#### [Task directions]
Return the listing in full. Keep each line exactly as it is.

#### [Records for processing]
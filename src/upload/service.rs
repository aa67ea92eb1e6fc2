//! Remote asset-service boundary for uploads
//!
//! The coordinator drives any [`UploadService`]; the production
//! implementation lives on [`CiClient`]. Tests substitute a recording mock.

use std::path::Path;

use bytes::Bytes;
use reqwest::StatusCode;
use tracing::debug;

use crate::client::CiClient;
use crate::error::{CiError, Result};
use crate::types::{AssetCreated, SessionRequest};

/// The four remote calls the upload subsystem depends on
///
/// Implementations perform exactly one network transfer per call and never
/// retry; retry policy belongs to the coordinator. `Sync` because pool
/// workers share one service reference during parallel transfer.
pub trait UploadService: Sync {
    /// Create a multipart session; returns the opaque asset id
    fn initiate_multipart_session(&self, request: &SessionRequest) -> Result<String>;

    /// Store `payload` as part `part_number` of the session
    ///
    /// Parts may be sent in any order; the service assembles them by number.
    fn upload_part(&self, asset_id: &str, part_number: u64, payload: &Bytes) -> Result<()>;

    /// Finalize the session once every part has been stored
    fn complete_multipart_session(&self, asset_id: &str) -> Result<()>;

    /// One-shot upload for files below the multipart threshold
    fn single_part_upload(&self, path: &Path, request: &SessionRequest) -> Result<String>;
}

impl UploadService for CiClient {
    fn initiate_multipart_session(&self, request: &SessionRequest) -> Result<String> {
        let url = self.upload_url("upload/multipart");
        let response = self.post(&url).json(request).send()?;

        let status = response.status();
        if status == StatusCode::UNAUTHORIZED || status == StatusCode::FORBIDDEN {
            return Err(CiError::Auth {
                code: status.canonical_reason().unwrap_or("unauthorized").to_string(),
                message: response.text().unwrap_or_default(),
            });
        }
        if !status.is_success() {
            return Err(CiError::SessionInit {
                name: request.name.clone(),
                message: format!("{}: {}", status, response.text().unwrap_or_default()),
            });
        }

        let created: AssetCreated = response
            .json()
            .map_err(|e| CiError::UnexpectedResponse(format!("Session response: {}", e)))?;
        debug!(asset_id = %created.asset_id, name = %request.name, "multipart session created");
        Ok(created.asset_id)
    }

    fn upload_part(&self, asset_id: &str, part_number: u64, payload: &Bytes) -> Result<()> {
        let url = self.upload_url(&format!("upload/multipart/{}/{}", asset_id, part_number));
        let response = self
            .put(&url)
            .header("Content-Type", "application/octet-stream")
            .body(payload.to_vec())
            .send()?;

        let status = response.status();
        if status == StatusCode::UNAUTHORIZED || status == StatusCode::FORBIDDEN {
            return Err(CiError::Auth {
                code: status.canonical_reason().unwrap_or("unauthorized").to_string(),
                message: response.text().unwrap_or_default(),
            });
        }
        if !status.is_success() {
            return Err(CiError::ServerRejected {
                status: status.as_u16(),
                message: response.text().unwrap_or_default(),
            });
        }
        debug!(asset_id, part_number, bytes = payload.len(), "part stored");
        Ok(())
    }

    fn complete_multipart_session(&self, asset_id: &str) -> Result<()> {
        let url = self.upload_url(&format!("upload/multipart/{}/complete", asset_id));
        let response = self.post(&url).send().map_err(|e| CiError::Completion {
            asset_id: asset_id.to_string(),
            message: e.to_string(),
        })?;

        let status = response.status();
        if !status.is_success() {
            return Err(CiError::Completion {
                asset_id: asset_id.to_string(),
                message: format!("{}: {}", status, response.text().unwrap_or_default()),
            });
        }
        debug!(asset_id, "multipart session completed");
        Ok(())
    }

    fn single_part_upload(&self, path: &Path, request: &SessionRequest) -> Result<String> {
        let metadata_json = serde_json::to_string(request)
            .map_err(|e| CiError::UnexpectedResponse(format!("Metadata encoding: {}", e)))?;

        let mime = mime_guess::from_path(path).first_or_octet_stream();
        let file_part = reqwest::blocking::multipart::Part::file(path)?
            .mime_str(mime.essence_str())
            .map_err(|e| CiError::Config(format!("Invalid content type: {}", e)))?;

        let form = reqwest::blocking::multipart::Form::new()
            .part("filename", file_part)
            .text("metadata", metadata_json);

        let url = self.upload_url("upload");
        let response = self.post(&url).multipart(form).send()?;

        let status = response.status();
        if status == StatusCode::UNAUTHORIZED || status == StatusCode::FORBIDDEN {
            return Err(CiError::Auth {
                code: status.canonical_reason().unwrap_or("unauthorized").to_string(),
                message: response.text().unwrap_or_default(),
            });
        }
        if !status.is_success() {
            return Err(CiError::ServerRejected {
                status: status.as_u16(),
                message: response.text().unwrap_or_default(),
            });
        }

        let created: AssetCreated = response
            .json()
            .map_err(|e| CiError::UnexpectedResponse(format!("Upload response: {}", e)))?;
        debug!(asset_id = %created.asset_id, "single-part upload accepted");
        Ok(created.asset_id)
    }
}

#### [Solution to the exercise]
filename src/upload/service.rs
repository aa67ea92eb1e6fc2
//! Remote asset-service boundary for uploads
//!
//! The coordinator drives any [`UploadService`]; the production
//! implementation lives on [`CiClient`]. Tests substitute a recording mock.

use std::path::Path;

use bytes::Bytes;
use reqwest::StatusCode;
use tracing::debug;

use crate::client::CiClient;
use crate::error::{CiError, Result};
use crate::types::{AssetCreated, SessionRequest};

/// The four remote calls the upload subsystem depends on
///
/// Implementations perform exactly one network transfer per call and never
/// retry; retry policy belongs to the coordinator. `Sync` because pool
/// workers share one service reference during parallel transfer.
pub trait UploadService: Sync {
    /// Create a multipart session; returns the opaque asset id
    fn initiate_multipart_session(&self, request: &SessionRequest) -> Result<String>;

    /// Store `payload` as part `part_number` of the session
    ///
    /// Parts may be sent in any order; the service assembles them by number.
    fn upload_part(&self, asset_id: &str, part_number: u64, payload: &Bytes) -> Result<()>;

    /// Finalize the session once every part has been stored
    fn complete_multipart_session(&self, asset_id: &str) -> Result<()>;

    /// One-shot upload for files below the multipart threshold
    fn single_part_upload(&self, path: &Path, request: &SessionRequest) -> Result<String>;
}

impl UploadService for CiClient {
    fn initiate_multipart_session(&self, request: &SessionRequest) -> Result<String> {
        let url = self.upload_url("upload/multipart");
        let response = self.post(&url).json(request).send()?;

        let status = response.status();
        if status == StatusCode::UNAUTHORIZED || status == StatusCode::FORBIDDEN {
            return Err(CiError::Auth {
                code: status.canonical_reason().unwrap_or("unauthorized").to_string(),
                message: response.text().unwrap_or_default(),
            });
        }
        if !status.is_success() {
            return Err(CiError::SessionInit {
                name: request.name.clone(),
                message: format!("{}: {}", status, response.text().unwrap_or_default()),
            });
        }

        let created: AssetCreated = response
            .json()
            .map_err(|e| CiError::UnexpectedResponse(format!("Session response: {}", e)))?;
        debug!(asset_id = %created.asset_id, name = %request.name, "multipart session created");
        Ok(created.asset_id)
    }

    fn upload_part(&self, asset_id: &str, part_number: u64, payload: &Bytes) -> Result<()> {
        let url = self.upload_url(&format!("upload/multipart/{}/{}", asset_id, part_number));
        let response = self
            .put(&url)
            .header("Content-Type", "application/octet-stream")
            .body(payload.to_vec())
            .send()?;

        let status = response.status();
        if status == StatusCode::UNAUTHORIZED || status == StatusCode::FORBIDDEN {
            return Err(CiError::Auth {
                code: status.canonical_reason().unwrap_or("unauthorized").to_string(),
                message: response.text().unwrap_or_default(),
            });
        }
        if !status.is_success() {
            return Err(CiError::ServerRejected {
                status: status.as_u16(),
                message: response.text().unwrap_or_default(),
            });
        }
        debug!(asset_id, part_number, bytes = payload.len(), "part stored");
        Ok(())
    }

    fn complete_multipart_session(&self, asset_id: &str) -> Result<()> {
        let url = self.upload_url(&format!("upload/multipart/{}/complete", asset_id));
        let response = self.post(&url).send().map_err(|e| CiError::Completion {
            asset_id: asset_id.to_string(),
            message: e.to_string(),
        })?;

        let status = response.status();
        if !status.is_success() {
            return Err(CiError::Completion {
                asset_id: asset_id.to_string(),
                message: format!("{}: {}", status, response.text().unwrap_or_default()),
            });
        }
        debug!(asset_id, "multipart session completed");
        Ok(())
    }

    fn single_part_upload(&self, path: &Path, request: &SessionRequest) -> Result<String> {
        let metadata_json = serde_json::to_string(request)
            .map_err(|e| CiError::UnexpectedResponse(format!("Metadata encoding: {}", e)))?;

        let mime = mime_guess::from_path(path).first_or_octet_stream();
        let file_part = reqwest::blocking::multipart::Part::file(path)?
            .mime_str(mime.essence_str())
            .map_err(|e| CiError::Config(format!("Invalid content type: {}", e)))?;

        let form = reqwest::blocking::multipart::Form::new()
            .part("filename", file_part)
            .text("metadata", metadata_json);

        let url = self.upload_url("upload");
        let response = self.post(&url).multipart(form).send()?;

        let status = response.status();
        if status == StatusCode::UNAUTHORIZED || status == StatusCode::FORBIDDEN {
            return Err(CiError::Auth {
                code: status.canonical_reason().unwrap_or("unauthorized").to_string(),
                message: response.text().unwrap_or_default(),
            });
        }
        if !status.is_success() {
            return Err(CiError::ServerRejected {
                status: status.as_u16(),
                message: response.text().unwrap_or_default(),
            });
        }

        let created: AssetCreated = response
            .json()
            .map_err(|e| CiError::UnexpectedResponse(format!("Upload response: {}", e)))?;
        debug!(asset_id = %created.asset_id, "single-part upload accepted");
        Ok(created.asset_id)
    }
}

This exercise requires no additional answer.